Department of Biomedical Informatics, Harvard Medical School, Boston, MA, USA.
Ludwig Center at Harvard, Boston, MA, USA.
Nat Commun. 2019 Aug 29;10(1):3908. doi: 10.1038/s41467-019-11857-8.
Recent advances in single cell technology have enabled dissection of cellular heterogeneity in great detail. However, analysis of single cell DNA sequencing data remains challenging due to bias and artifacts that arise during DNA extraction and whole-genome amplification, including allelic imbalance and dropout. Here, we present a framework for statistical estimation of allele-specific amplification imbalance at any given position in single cell whole-genome sequencing data by utilizing the allele frequencies of heterozygous single nucleotide polymorphisms in the neighborhood. The resulting allelic imbalance profile is critical for determining whether the variant allele fraction of an observed mutation is consistent with the expected fraction for a true variant. This method, implemented in SCAN-SNV (Single Cell ANalysis of SNVs), substantially improves the identification of somatic variants in single cells. Our allele balance framework is broadly applicable to genotype analysis of any variant type in any data that might exhibit allelic imbalance.

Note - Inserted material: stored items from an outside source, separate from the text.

#[cfg(test)]
mod tests {
    use super::*;
    use chrono::TimeZone;

    fn conflict(severity: ConflictSeverity) -> ConflictRegion {
        ConflictRegion {
            file_path: "app.py".to_string(),
            location: "function:run".to_string(),
            tasks_involved: vec!["task-a".to_string(), "task-b".to_string()],
            change_types: vec![ChangeType::ModifyFunction, ChangeType::ModifyFunction],
            severity,
            reason: "both rewrite run".to_string(),
            merge_strategy: None,
        }
    }

    #[test]
    fn test_change_type_serialization() {
        let json = serde_json::to_string(&ChangeType::AddImport).unwrap();
        assert_eq!(json, "\"add_import\"");
        assert_eq!(ChangeType::ModifyFunction.to_string(), "modify_function");
    }

    #[test]
    fn test_change_type_categories() {
        assert_eq!(ChangeType::WrapFunction.category(), ChangeCategory::Function);
        assert!(ChangeType::AddStatement.is_addition());
        assert!(ChangeType::RemoveClass.is_removal());
        assert!(ChangeType::ModifyClass.is_structural_rewrite());
        assert!(!ChangeType::AddImport.is_structural_rewrite());
    }

    #[test]
    fn test_severity_ordering_and_ai_eligibility() {
        assert!(ConflictSeverity::High > ConflictSeverity::Medium);
        assert!(ConflictSeverity::Medium > ConflictSeverity::Low);
        assert!(conflict(ConflictSeverity::High).is_ai_eligible());
        assert!(conflict(ConflictSeverity::Medium).is_ai_eligible());
        assert!(!conflict(ConflictSeverity::Low).is_ai_eligible());
    }

    #[test]
    fn test_task_intent_summary() {
        assert_eq!(TaskIntent::default().summary(), "(no stated intent)");
        assert_eq!(TaskIntent::new("Add logging", "").summary(), "Add logging");
        assert_eq!(
            TaskIntent::new("Add logging", "Log every request").summary(),
            "Add logging: Log every request"
        );
    }

    #[test]
    fn test_participant_order_uses_start_then_id() {
        let at = |secs| Utc.timestamp_opt(secs, 0).unwrap();
        let snapshot = |id: &str, secs| TaskSnapshot {
            task_id: id.to_string(),
            task_intent: TaskIntent::default(),
            started_at: at(secs),
            semantic_changes: vec![],
            content_after: String::new(),
            fallback_reason: None,
        };

        assert_eq!(
            participant_order(&snapshot("b", 1), &snapshot("a", 2)),
            Ordering::Less
        );
        assert_eq!(
            participant_order(&snapshot("a", 5), &snapshot("b", 5)),
            Ordering::Less
        );
    }

    #[test]
    fn test_merge_result_constructors() {
        let c = conflict(ConflictSeverity::High);

        let merged = MergeResult::ai_merged(&c, "def run(): pass".into(), 120, "ok");
        assert!(merged.is_success());
        assert_eq!(merged.ai_calls_made, 1);
        assert_eq!(merged.conflicts_resolved.len(), 1);

        let review = MergeResult::needs_human_review(&c, "too large");
        assert_eq!(review.decision, MergeDecision::NeedsHumanReview);
        assert_eq!(review.ai_calls_made, 0);
        assert!(review.merged_content.is_none());
        assert_eq!(review.conflicts_remaining.len(), 1);

        let failed = MergeResult::failed(&c, "network down");
        assert_eq!(failed.decision, MergeDecision::Failed);
        assert_eq!(failed.error.as_deref(), Some("network down"));
    }
}
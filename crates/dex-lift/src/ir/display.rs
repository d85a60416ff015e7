use std::fmt;

use super::{BinaryKind, Op, Type, Value};

impl fmt::Display for Type {
    fn fmt(&self, f: &mut fmt::Formatter<'_>) -> fmt::Result {
        let name = match self {
            Type::Int => "int",
            Type::Long => "long",
            Type::Float => "float",
            Type::Double => "double",
            Type::Boolean => "boolean",
            Type::Byte => "byte",
            Type::Char => "char",
            Type::Short => "short",
            Type::Object => "object",
        };
        write!(f, "{name}")
    }
}

impl fmt::Display for BinaryKind {
    fn fmt(&self, f: &mut fmt::Formatter<'_>) -> fmt::Result {
        let name = match self {
            BinaryKind::Add => "add",
            BinaryKind::Sub => "sub",
            BinaryKind::Mul => "mul",
            BinaryKind::Div => "div",
            BinaryKind::Rem => "rem",
            BinaryKind::And => "and",
            BinaryKind::Or => "or",
            BinaryKind::Xor => "xor",
            BinaryKind::Shl => "shl",
            BinaryKind::Shr => "shr",
            BinaryKind::Ushr => "ushr",
        };
        write!(f, "{name}")
    }
}

impl fmt::Display for Value {
    fn fmt(&self, f: &mut fmt::Formatter<'_>) -> fmt::Result {
        write!(f, "v{}", self.0)
    }
}

impl fmt::Display for Op {
    fn fmt(&self, f: &mut fmt::Formatter<'_>) -> fmt::Result {
        match self {
            Op::Const { literal } => write!(f, "const {literal}"),
            Op::BlockParam {
                block,
                operands,
                incomplete,
            } => {
                write!(f, "param bb{}", block.0)?;
                for (pred, value) in operands {
                    write!(f, " [bb{}: {value}]", pred.0)?;
                }
                if *incomplete {
                    write!(f, " (incomplete)")?;
                }
                Ok(())
            }
            Op::Binary { kind, lhs, rhs } => write!(f, "{kind} {lhs}, {rhs}"),
            Op::LoadField {
                field_name,
                field_index,
            } => write!(f, "load-field {field_name} @{field_index}"),
            Op::StoreField {
                value,
                field_name,
                field_index,
            } => write!(f, "store-field {value}, {field_name} @{field_index}"),
            Op::Return { value } => write!(f, "return {value}"),
        }
    }
}
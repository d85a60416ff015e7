use crate::classify::{self, Format, OpClass};
use crate::dex::{FieldRef, Instruction, Operands, Reg};
use crate::ir::IrBuilder;
use crate::ssa::{self, BlockId, LiftOptions, Method};
use crate::{Error, Result};

/// Translates decoded instructions of one method into IR.
///
/// The driver owns the visit order: it feeds instructions block by block and
/// seals blocks once their predecessor sets are final (see
/// [`ssa::seal_block`]). The target block is explicit on every call; there is
/// no current-block state.
pub struct Lifter<'a> {
    method: &'a mut Method,
    builder: &'a mut IrBuilder,
    options: LiftOptions,
}

impl<'a> Lifter<'a> {
    pub fn new(method: &'a mut Method, builder: &'a mut IrBuilder, options: LiftOptions) -> Self {
        Self {
            method,
            builder,
            options,
        }
    }

    /// Translate every instruction of `block` in order.
    pub fn lift_block(&mut self, block: BlockId, instructions: &[Instruction]) -> Result<()> {
        for instruction in instructions {
            self.lift_instruction(block, instruction)?;
        }
        Ok(())
    }

    /// Translate a single instruction in the context of `block`.
    ///
    /// On error, nothing has been written to the instruction's destination
    /// register; operations already committed to the builder stay (the
    /// method is being discarded).
    pub fn lift_instruction(&mut self, block: BlockId, instruction: &Instruction) -> Result<()> {
        match &instruction.operands {
            Operands::ThreeRegs { dest, src1, src2 } => {
                self.lift_three_regs(block, instruction, *dest, *src1, *src2)
            }
            Operands::TwoRegs { dest, src } => self.lift_two_regs(block, instruction, *dest, *src),
            Operands::OneReg { reg } => self.lift_one_reg(block, instruction, *reg),
            Operands::RegField { reg, field } => {
                self.lift_reg_field(block, instruction, *reg, field.as_ref())
            }
            Operands::Other => {
                tracing::debug!(
                    opcode = instruction.opcode,
                    address = instruction.address,
                    "no translation routine for operand layout"
                );
                Err(Error::UnsupportedFormat {
                    opcode: instruction.opcode,
                    address: instruction.address,
                })
            }
        }
    }

    /// Table lookup plus the family cross-check: an opcode classified for a
    /// different layout than the one decoded is as unsupported as an absent
    /// one.
    fn classify_for(&self, instruction: &Instruction, format: Format) -> Result<OpClass> {
        match classify::lookup(instruction.opcode) {
            Some(info) if info.format == format => Ok(info.class),
            _ => Err(Error::UnsupportedOpcode {
                opcode: instruction.opcode,
                address: instruction.address,
            }),
        }
    }

    fn lift_three_regs(
        &mut self,
        block: BlockId,
        instruction: &Instruction,
        dest: Reg,
        src1: Reg,
        src2: Reg,
    ) -> Result<()> {
        let OpClass::Binary { kind, ty } = self.classify_for(instruction, Format::ThreeRegs)? else {
            return Err(Error::UnsupportedOpcode {
                opcode: instruction.opcode,
                address: instruction.address,
            });
        };
        let lhs = ssa::read_register(self.method, self.builder, self.options, block, src1)?;
        let rhs = ssa::read_register(self.method, self.builder, self.options, block, src2)?;
        let value = self.builder.binary(kind, ty, lhs, rhs, instruction.address);
        ssa::write_register(self.method, block, dest, value);
        Ok(())
    }

    fn lift_two_regs(
        &mut self,
        block: BlockId,
        instruction: &Instruction,
        dest: Reg,
        src: Reg,
    ) -> Result<()> {
        match self.classify_for(instruction, Format::TwoRegs)? {
            OpClass::Binary { kind, ty } => {
                // dest doubles as the first source; read it before the
                // result overwrites it.
                let lhs = ssa::read_register(self.method, self.builder, self.options, block, dest)?;
                let rhs = ssa::read_register(self.method, self.builder, self.options, block, src)?;
                let value = self.builder.binary(kind, ty, lhs, rhs, instruction.address);
                ssa::write_register(self.method, block, dest, value);
                Ok(())
            }
            OpClass::Move => {
                // A register copy is pure bookkeeping under SSA: no
                // operation is emitted.
                let value = ssa::read_register(self.method, self.builder, self.options, block, src)?;
                ssa::write_register(self.method, block, dest, value);
                Ok(())
            }
            _ => Err(Error::UnsupportedOpcode {
                opcode: instruction.opcode,
                address: instruction.address,
            }),
        }
    }

    fn lift_one_reg(&mut self, block: BlockId, instruction: &Instruction, reg: Reg) -> Result<()> {
        let OpClass::Return = self.classify_for(instruction, Format::OneReg)? else {
            return Err(Error::UnsupportedOpcode {
                opcode: instruction.opcode,
                address: instruction.address,
            });
        };
        let value = ssa::read_register(self.method, self.builder, self.options, block, reg)?;
        self.builder.ret(value, instruction.address);
        Ok(())
    }

    fn lift_reg_field(
        &mut self,
        block: BlockId,
        instruction: &Instruction,
        reg: Reg,
        field: Option<&FieldRef>,
    ) -> Result<()> {
        let class = self.classify_for(instruction, Format::RegField)?;
        let Some(field) = field else {
            return Err(Error::UnresolvedField {
                opcode: instruction.opcode,
                address: instruction.address,
            });
        };
        match class {
            OpClass::FieldLoad { ty } => {
                let value =
                    self.builder
                        .load_field(ty, &field.name, field.index, instruction.address);
                ssa::write_register(self.method, block, reg, value);
                Ok(())
            }
            OpClass::FieldStore => {
                let value = ssa::read_register(self.method, self.builder, self.options, block, reg)?;
                self.builder
                    .store_field(value, &field.name, field.index, instruction.address);
                Ok(())
            }
            _ => Err(Error::UnsupportedOpcode {
                opcode: instruction.opcode,
                address: instruction.address,
            }),
        }
    }
}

单细胞技术的最新进展使我们能够非常详细地解析细胞异质性。然而,由于在 DNA 提取和全基因组扩增过程中出现的偏倚和伪影,包括等位基因失衡和缺失,单细胞 DNA 测序数据的分析仍然具有挑战性。在这里,我们提出了一种通过利用附近杂合单核苷酸多态性的等位基因频率来统计估计单细胞全基因组测序数据中任何给定位置的等位基因特异性扩增失衡的框架。由此产生的等位基因失衡谱对于确定观察到的突变的变异等位基因分数是否与真实变体的预期分数一致至关重要。这种方法在 SCAN-SNV(单核苷酸变异的单细胞分析)中得到了实现,可大大提高单细胞中体细胞变异的识别能力。我们的等位基因平衡框架广泛适用于任何可能表现出等位基因失衡的数据中任何变体类型的基因型分析。